• What to do: Go through the data below and return each line where the string "found" appears.
------ Exercise materials
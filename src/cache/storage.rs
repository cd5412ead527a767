//! SQLite and in-memory implementations of the cache store.

use chrono::{DateTime, Utc};
use color_eyre::{eyre::eyre, Result};
use rusqlite::{params, Connection, OptionalExtension};
use std::path::Path;
use std::sync::Mutex;

use super::key::RequestKey;
use super::traits::{CacheStore, CachedEntry, CachedResponse};
use crate::net::Response;

/// SQLite-based cache storage implementation.
pub struct SqliteStorage {
  conn: Mutex<Connection>,
}

impl SqliteStorage {
  /// Open (or create) the cache database at `path`.
  pub fn open(path: &Path) -> Result<Self> {
    // Ensure parent directory exists
    if let Some(parent) = path.parent() {
      std::fs::create_dir_all(parent)
        .map_err(|e| eyre!("Failed to create cache directory: {}", e))?;
    }

    let conn = Connection::open(path)
      .map_err(|e| eyre!("Failed to open cache database at {}: {}", path.display(), e))?;

    Self::with_connection(conn)
  }

  /// A database that lives only as long as this value.
  #[cfg(test)]
  pub fn open_in_memory() -> Result<Self> {
    let conn = Connection::open_in_memory()
      .map_err(|e| eyre!("Failed to open in-memory cache database: {}", e))?;
    Self::with_connection(conn)
  }

  fn with_connection(conn: Connection) -> Result<Self> {
    let storage = Self {
      conn: Mutex::new(conn),
    };
    storage.run_migrations()?;
    Ok(storage)
  }

  /// Run database migrations for cache tables.
  fn run_migrations(&self) -> Result<()> {
    let conn = self
      .conn
      .lock()
      .map_err(|e| eyre!("Lock poisoned: {}", e))?;

    conn
      .execute_batch(CACHE_SCHEMA)
      .map_err(|e| eyre!("Failed to run cache migrations: {}", e))?;

    Ok(())
  }
}

/// Schema for cache tables.
const CACHE_SCHEMA: &str = r#"
PRAGMA foreign_keys = ON;

-- Named partitions; the autoincrement id preserves creation order for lookups
CREATE TABLE IF NOT EXISTS partitions (
    id INTEGER PRIMARY KEY AUTOINCREMENT,
    name TEXT NOT NULL UNIQUE,
    created_at TEXT NOT NULL DEFAULT (datetime('now'))
);

-- Stored response snapshots keyed by request identity
CREATE TABLE IF NOT EXISTS entries (
    partition_id INTEGER NOT NULL,
    request_hash TEXT NOT NULL,
    method TEXT NOT NULL,
    url TEXT NOT NULL,
    status INTEGER NOT NULL,
    headers TEXT NOT NULL,
    body BLOB NOT NULL,
    cached_at TEXT NOT NULL DEFAULT (datetime('now')),
    PRIMARY KEY (partition_id, request_hash),
    FOREIGN KEY (partition_id) REFERENCES partitions(id) ON DELETE CASCADE
);

CREATE INDEX IF NOT EXISTS idx_entries_request ON entries(request_hash);
"#;

fn ensure_partition(conn: &Connection, name: &str) -> Result<i64> {
  conn
    .execute(
      "INSERT OR IGNORE INTO partitions (name) VALUES (?)",
      params![name],
    )
    .map_err(|e| eyre!("Failed to create partition {}: {}", name, e))?;

  conn
    .query_row(
      "SELECT id FROM partitions WHERE name = ?",
      params![name],
      |row| row.get(0),
    )
    .map_err(|e| eyre!("Failed to look up partition {}: {}", name, e))
}

fn insert_entry(
  conn: &Connection,
  partition_id: i64,
  key: &RequestKey,
  response: &Response,
) -> Result<()> {
  let headers = serde_json::to_string(&response.headers)
    .map_err(|e| eyre!("Failed to serialize headers for {}: {}", key, e))?;

  conn
    .execute(
      "INSERT OR REPLACE INTO entries (partition_id, request_hash, method, url, status, headers, body, cached_at)
       VALUES (?, ?, ?, ?, ?, ?, ?, datetime('now'))",
      params![
        partition_id,
        key.cache_hash(),
        key.method(),
        key.url(),
        response.status,
        headers,
        response.body
      ],
    )
    .map_err(|e| eyre!("Failed to store entry {}: {}", key, e))?;

  Ok(())
}

impl CacheStore for SqliteStorage {
  fn open(&self, name: &str) -> Result<()> {
    let conn = self
      .conn
      .lock()
      .map_err(|e| eyre!("Lock poisoned: {}", e))?;
    ensure_partition(&conn, name)?;
    Ok(())
  }

  fn add_all(&self, name: &str, entries: &[(RequestKey, Response)]) -> Result<()> {
    let mut conn = self
      .conn
      .lock()
      .map_err(|e| eyre!("Lock poisoned: {}", e))?;

    let tx = conn
      .transaction()
      .map_err(|e| eyre!("Failed to begin transaction: {}", e))?;

    let partition_id = ensure_partition(&tx, name)?;
    for (key, response) in entries {
      insert_entry(&tx, partition_id, key, response)?;
    }

    tx.commit()
      .map_err(|e| eyre!("Failed to commit transaction: {}", e))?;

    Ok(())
  }

  fn put(&self, name: &str, key: &RequestKey, response: &Response) -> Result<()> {
    let mut conn = self
      .conn
      .lock()
      .map_err(|e| eyre!("Lock poisoned: {}", e))?;

    let tx = conn
      .transaction()
      .map_err(|e| eyre!("Failed to begin transaction: {}", e))?;

    let partition_id = ensure_partition(&tx, name)?;
    insert_entry(&tx, partition_id, key, response)?;

    tx.commit()
      .map_err(|e| eyre!("Failed to commit transaction: {}", e))?;

    Ok(())
  }

  fn match_any(&self, key: &RequestKey) -> Result<Option<CachedResponse>> {
    let conn = self
      .conn
      .lock()
      .map_err(|e| eyre!("Lock poisoned: {}", e))?;

    let row: Option<(u16, String, Vec<u8>, String, String)> = conn
      .query_row(
        "SELECT e.status, e.headers, e.body, e.cached_at, p.name
         FROM entries e
         INNER JOIN partitions p ON p.id = e.partition_id
         WHERE e.request_hash = ?
         ORDER BY p.id
         LIMIT 1",
        params![key.cache_hash()],
        |row| {
          Ok((
            row.get(0)?,
            row.get(1)?,
            row.get(2)?,
            row.get(3)?,
            row.get(4)?,
          ))
        },
      )
      .optional()
      .map_err(|e| eyre!("Failed to look up {}: {}", key, e))?;

    let Some((status, headers, body, cached_at, partition)) = row else {
      return Ok(None);
    };

    let headers = serde_json::from_str(&headers)
      .map_err(|e| eyre!("Failed to deserialize headers for {}: {}", key, e))?;

    Ok(Some(CachedResponse {
      response: Response {
        status,
        headers,
        body,
      },
      partition,
      cached_at: parse_datetime(&cached_at)?,
    }))
  }

  fn keys(&self) -> Result<Vec<String>> {
    let conn = self
      .conn
      .lock()
      .map_err(|e| eyre!("Lock poisoned: {}", e))?;

    let mut stmt = conn
      .prepare("SELECT name FROM partitions ORDER BY id")
      .map_err(|e| eyre!("Failed to prepare query: {}", e))?;

    let names = stmt
      .query_map([], |row| row.get(0))
      .map_err(|e| eyre!("Failed to list partitions: {}", e))?
      .collect::<rusqlite::Result<Vec<String>>>()
      .map_err(|e| eyre!("Failed to read partition name: {}", e))?;

    Ok(names)
  }

  fn delete(&self, name: &str) -> Result<bool> {
    let mut conn = self
      .conn
      .lock()
      .map_err(|e| eyre!("Lock poisoned: {}", e))?;

    let tx = conn
      .transaction()
      .map_err(|e| eyre!("Failed to begin transaction: {}", e))?;

    tx.execute(
      "DELETE FROM entries WHERE partition_id IN (SELECT id FROM partitions WHERE name = ?)",
      params![name],
    )
    .map_err(|e| eyre!("Failed to delete entries of {}: {}", name, e))?;

    let removed = tx
      .execute("DELETE FROM partitions WHERE name = ?", params![name])
      .map_err(|e| eyre!("Failed to delete partition {}: {}", name, e))?;

    tx.commit()
      .map_err(|e| eyre!("Failed to commit transaction: {}", e))?;

    Ok(removed > 0)
  }

  fn entries(&self, name: &str) -> Result<Vec<CachedEntry>> {
    let conn = self
      .conn
      .lock()
      .map_err(|e| eyre!("Lock poisoned: {}", e))?;

    let mut stmt = conn
      .prepare(
        "SELECT e.method, e.url, e.status, length(e.body) FROM entries e
         INNER JOIN partitions p ON p.id = e.partition_id
         WHERE p.name = ?
         ORDER BY e.rowid",
      )
      .map_err(|e| eyre!("Failed to prepare entry query: {}", e))?;

    let entries = stmt
      .query_map(params![name], |row| {
        Ok(CachedEntry {
          method: row.get(0)?,
          url: row.get(1)?,
          status: row.get(2)?,
          size: row.get(3)?,
        })
      })
      .map_err(|e| eyre!("Failed to query entries: {}", e))?
      .collect::<rusqlite::Result<Vec<_>>>()
      .map_err(|e| eyre!("Failed to read entry: {}", e))?;

    Ok(entries)
  }
}

/// Parse a datetime string from SQLite format.
fn parse_datetime(s: &str) -> Result<DateTime<Utc>> {
  // SQLite stores as "YYYY-MM-DD HH:MM:SS"
  chrono::NaiveDateTime::parse_from_str(s, "%Y-%m-%d %H:%M:%S")
    .map(|dt| dt.and_utc())
    .map_err(|e| eyre!("Failed to parse datetime '{}': {}", s, e))
}

/// A partition held in memory.
struct MemoryPartition {
  name: String,
  entries: Vec<(RequestKey, Response, DateTime<Utc>)>,
}

impl MemoryPartition {
  fn upsert(&mut self, key: &RequestKey, response: &Response) {
    let now = Utc::now();
    match self.entries.iter_mut().find(|(k, _, _)| k == key) {
      Some(entry) => *entry = (key.clone(), response.clone(), now),
      None => self.entries.push((key.clone(), response.clone(), now)),
    }
  }
}

/// Storage that lives only for the current process.
/// Used for `--ephemeral` runs and in tests.
#[derive(Default)]
pub struct MemoryStorage {
  partitions: Mutex<Vec<MemoryPartition>>,
}

impl MemoryStorage {
  pub fn new() -> Self {
    Self::default()
  }
}

fn partition_mut<'a>(
  partitions: &'a mut Vec<MemoryPartition>,
  name: &str,
) -> &'a mut MemoryPartition {
  let index = match partitions.iter().position(|p| p.name == name) {
    Some(index) => index,
    None => {
      partitions.push(MemoryPartition {
        name: name.to_string(),
        entries: Vec::new(),
      });
      partitions.len() - 1
    }
  };
  &mut partitions[index]
}

impl CacheStore for MemoryStorage {
  fn open(&self, name: &str) -> Result<()> {
    let mut partitions = self
      .partitions
      .lock()
      .map_err(|e| eyre!("Lock poisoned: {}", e))?;
    partition_mut(&mut partitions, name);
    Ok(())
  }

  fn add_all(&self, name: &str, entries: &[(RequestKey, Response)]) -> Result<()> {
    // A single lock hold makes the batch atomic for other callers.
    let mut partitions = self
      .partitions
      .lock()
      .map_err(|e| eyre!("Lock poisoned: {}", e))?;
    let partition = partition_mut(&mut partitions, name);
    for (key, response) in entries {
      partition.upsert(key, response);
    }
    Ok(())
  }

  fn put(&self, name: &str, key: &RequestKey, response: &Response) -> Result<()> {
    let mut partitions = self
      .partitions
      .lock()
      .map_err(|e| eyre!("Lock poisoned: {}", e))?;
    partition_mut(&mut partitions, name).upsert(key, response);
    Ok(())
  }

  fn match_any(&self, key: &RequestKey) -> Result<Option<CachedResponse>> {
    let partitions = self
      .partitions
      .lock()
      .map_err(|e| eyre!("Lock poisoned: {}", e))?;

    let found = partitions.iter().find_map(|p| {
      p.entries
        .iter()
        .find(|(k, _, _)| k == key)
        .map(|(_, response, cached_at)| CachedResponse {
          response: response.clone(),
          partition: p.name.clone(),
          cached_at: *cached_at,
        })
    });

    Ok(found)
  }

  fn keys(&self) -> Result<Vec<String>> {
    let partitions = self
      .partitions
      .lock()
      .map_err(|e| eyre!("Lock poisoned: {}", e))?;
    Ok(partitions.iter().map(|p| p.name.clone()).collect())
  }

  fn delete(&self, name: &str) -> Result<bool> {
    let mut partitions = self
      .partitions
      .lock()
      .map_err(|e| eyre!("Lock poisoned: {}", e))?;
    let before = partitions.len();
    partitions.retain(|p| p.name != name);
    Ok(partitions.len() != before)
  }

  fn entries(&self, name: &str) -> Result<Vec<CachedEntry>> {
    let partitions = self
      .partitions
      .lock()
      .map_err(|e| eyre!("Lock poisoned: {}", e))?;

    let entries = partitions
      .iter()
      .find(|p| p.name == name)
      .map(|p| {
        p.entries
          .iter()
          .map(|(key, response, _)| CachedEntry {
            method: key.method().to_string(),
            url: key.url().to_string(),
            status: response.status,
            size: response.body.len(),
          })
          .collect()
      })
      .unwrap_or_default();

    Ok(entries)
  }
}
------------
• Task result:
    let found = partitions.iter().find_map(|p| {
    Ok(found)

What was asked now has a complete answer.